[Assignment]: Tally the lines in the material below that hold the string "chrono" and report the tally alone.

[Supplied records]:
##############################
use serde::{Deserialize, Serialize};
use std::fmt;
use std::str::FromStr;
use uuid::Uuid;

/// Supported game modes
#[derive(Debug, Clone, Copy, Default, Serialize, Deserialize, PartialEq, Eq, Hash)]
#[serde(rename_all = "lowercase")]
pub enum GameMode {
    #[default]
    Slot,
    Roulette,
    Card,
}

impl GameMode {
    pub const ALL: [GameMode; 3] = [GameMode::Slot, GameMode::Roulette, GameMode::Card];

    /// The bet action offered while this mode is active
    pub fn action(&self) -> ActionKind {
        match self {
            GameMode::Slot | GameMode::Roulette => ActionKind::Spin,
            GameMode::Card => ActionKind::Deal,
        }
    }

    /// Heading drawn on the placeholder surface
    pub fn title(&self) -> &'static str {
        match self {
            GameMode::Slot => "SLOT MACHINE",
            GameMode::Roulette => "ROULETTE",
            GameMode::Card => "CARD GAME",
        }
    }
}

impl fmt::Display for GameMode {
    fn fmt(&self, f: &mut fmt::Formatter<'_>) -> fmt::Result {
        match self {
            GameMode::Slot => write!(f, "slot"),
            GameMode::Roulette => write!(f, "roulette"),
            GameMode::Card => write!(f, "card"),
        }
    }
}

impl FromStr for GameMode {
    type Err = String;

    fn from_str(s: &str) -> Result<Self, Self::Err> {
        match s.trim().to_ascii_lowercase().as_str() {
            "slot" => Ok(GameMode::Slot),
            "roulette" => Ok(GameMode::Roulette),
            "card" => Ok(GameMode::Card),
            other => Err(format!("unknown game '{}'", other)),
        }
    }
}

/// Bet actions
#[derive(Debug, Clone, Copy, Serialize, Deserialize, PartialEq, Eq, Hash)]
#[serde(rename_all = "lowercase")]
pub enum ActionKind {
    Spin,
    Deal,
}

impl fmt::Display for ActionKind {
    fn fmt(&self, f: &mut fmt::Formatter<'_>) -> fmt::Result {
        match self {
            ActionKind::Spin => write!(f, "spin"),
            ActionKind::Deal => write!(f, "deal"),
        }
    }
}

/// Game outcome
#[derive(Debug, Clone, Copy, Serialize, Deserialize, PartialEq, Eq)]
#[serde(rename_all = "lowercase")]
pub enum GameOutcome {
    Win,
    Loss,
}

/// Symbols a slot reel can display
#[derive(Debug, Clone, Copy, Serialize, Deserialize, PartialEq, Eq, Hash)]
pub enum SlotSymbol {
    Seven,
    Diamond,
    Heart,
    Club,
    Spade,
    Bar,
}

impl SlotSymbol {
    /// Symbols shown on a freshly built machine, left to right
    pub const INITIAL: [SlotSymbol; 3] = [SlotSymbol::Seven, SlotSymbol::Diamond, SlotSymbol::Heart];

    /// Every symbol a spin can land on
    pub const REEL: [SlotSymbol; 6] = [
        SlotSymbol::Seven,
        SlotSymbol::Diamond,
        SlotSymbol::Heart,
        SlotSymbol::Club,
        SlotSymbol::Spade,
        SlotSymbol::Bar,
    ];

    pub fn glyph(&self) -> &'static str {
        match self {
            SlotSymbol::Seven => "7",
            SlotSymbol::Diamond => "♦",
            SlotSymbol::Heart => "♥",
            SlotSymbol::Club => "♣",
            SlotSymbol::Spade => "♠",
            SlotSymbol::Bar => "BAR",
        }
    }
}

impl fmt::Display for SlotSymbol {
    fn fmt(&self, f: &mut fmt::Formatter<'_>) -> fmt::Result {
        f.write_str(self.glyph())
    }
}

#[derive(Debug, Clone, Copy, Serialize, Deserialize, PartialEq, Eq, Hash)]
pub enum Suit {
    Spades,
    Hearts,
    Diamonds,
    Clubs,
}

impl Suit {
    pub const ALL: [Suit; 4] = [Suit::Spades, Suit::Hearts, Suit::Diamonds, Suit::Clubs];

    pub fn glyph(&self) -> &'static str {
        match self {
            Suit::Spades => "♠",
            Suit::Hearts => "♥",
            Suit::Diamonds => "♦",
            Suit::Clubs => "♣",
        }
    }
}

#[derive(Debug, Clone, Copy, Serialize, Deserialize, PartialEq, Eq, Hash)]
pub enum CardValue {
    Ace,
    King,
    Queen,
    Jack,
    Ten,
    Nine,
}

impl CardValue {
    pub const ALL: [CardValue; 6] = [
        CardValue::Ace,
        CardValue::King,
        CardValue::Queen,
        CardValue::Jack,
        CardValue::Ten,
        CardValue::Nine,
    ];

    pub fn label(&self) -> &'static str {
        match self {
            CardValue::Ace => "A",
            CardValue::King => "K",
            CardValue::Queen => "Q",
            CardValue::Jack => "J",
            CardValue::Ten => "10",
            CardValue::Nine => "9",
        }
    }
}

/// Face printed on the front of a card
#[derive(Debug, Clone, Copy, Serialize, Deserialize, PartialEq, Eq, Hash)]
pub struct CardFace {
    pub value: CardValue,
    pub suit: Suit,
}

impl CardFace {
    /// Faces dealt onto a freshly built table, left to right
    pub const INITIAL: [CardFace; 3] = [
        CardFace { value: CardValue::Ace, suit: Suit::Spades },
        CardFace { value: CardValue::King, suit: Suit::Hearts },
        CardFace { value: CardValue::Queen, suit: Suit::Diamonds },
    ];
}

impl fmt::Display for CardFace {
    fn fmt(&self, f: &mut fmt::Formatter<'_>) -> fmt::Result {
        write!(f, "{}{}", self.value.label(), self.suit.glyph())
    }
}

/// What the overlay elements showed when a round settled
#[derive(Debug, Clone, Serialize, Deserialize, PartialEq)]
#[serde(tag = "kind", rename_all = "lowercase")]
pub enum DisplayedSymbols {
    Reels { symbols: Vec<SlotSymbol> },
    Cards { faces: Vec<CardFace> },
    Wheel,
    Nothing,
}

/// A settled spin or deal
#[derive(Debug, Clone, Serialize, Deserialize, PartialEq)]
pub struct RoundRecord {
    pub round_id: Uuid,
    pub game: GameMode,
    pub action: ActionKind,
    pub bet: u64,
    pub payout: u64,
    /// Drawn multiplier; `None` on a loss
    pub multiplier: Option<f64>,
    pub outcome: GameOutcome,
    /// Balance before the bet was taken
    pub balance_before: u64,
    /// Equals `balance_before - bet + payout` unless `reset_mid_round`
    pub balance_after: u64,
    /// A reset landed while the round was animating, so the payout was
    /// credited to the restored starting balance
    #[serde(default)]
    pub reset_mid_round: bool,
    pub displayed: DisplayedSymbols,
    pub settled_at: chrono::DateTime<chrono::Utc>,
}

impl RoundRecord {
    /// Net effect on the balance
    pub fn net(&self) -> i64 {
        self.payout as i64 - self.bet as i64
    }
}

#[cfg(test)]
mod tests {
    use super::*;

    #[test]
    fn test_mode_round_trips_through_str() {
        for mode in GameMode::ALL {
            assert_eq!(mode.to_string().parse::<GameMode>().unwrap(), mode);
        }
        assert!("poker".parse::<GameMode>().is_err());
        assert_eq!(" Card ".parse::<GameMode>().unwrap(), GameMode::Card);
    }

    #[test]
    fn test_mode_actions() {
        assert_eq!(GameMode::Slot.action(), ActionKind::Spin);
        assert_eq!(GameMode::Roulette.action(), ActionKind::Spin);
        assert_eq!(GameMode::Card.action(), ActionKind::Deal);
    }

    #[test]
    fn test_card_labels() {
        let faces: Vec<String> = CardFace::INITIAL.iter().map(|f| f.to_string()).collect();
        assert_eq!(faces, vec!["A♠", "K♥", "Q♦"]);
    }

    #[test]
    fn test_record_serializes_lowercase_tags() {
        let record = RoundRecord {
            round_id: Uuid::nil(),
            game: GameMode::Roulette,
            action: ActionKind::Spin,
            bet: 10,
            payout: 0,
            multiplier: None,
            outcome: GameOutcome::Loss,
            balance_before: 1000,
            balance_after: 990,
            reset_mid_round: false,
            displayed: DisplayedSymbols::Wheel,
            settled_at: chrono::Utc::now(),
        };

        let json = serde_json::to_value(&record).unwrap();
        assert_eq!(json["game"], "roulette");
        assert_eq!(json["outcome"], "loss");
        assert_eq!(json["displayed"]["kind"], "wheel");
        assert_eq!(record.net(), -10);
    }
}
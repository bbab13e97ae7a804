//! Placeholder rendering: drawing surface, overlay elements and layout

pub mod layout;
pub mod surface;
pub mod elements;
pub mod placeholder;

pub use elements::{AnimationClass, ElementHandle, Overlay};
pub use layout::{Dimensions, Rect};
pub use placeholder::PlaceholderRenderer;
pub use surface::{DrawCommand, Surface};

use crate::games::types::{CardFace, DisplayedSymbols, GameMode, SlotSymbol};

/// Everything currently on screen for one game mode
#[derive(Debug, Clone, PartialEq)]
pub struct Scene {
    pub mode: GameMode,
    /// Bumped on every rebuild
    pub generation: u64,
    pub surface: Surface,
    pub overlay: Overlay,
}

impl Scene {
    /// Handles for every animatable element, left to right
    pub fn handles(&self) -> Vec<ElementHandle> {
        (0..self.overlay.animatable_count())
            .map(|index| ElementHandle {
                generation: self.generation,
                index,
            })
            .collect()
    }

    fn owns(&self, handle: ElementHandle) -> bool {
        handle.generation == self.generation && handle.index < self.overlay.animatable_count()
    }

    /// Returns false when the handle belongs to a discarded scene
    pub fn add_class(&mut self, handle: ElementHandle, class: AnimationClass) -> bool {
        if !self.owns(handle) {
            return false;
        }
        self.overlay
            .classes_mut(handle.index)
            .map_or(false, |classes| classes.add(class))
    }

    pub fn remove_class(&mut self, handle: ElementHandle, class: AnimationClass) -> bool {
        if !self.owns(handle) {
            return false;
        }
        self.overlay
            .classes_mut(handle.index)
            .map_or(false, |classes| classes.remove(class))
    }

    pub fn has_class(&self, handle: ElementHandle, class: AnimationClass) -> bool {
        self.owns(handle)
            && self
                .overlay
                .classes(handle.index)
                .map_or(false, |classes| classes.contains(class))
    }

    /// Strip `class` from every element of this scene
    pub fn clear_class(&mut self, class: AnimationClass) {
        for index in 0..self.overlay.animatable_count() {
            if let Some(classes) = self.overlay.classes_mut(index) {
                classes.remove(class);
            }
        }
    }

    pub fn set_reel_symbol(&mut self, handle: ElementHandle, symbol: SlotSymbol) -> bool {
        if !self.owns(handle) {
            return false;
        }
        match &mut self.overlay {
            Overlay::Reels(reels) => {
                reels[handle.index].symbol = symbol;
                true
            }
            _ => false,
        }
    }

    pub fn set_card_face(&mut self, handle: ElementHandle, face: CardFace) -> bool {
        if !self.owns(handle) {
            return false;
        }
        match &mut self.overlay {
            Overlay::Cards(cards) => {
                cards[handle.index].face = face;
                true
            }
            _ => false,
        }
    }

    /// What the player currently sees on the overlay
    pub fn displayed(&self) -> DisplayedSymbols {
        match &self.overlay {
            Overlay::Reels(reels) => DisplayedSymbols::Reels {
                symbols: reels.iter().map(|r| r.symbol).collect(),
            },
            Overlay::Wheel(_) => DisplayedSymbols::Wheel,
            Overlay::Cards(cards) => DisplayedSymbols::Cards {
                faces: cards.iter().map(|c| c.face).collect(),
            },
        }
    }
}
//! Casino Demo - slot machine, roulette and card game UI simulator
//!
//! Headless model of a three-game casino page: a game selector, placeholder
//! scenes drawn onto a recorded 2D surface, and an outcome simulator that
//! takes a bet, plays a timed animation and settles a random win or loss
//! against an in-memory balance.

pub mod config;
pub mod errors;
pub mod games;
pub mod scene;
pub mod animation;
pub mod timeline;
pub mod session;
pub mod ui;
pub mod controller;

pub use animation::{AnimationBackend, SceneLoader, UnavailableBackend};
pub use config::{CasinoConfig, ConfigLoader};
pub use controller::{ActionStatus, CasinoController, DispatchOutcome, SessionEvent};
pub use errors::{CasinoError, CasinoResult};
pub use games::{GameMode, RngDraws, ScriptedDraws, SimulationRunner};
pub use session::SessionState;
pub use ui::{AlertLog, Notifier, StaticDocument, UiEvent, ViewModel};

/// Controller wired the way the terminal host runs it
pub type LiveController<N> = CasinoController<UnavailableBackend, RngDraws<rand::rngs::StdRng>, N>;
##############################
[Problem solution]: 2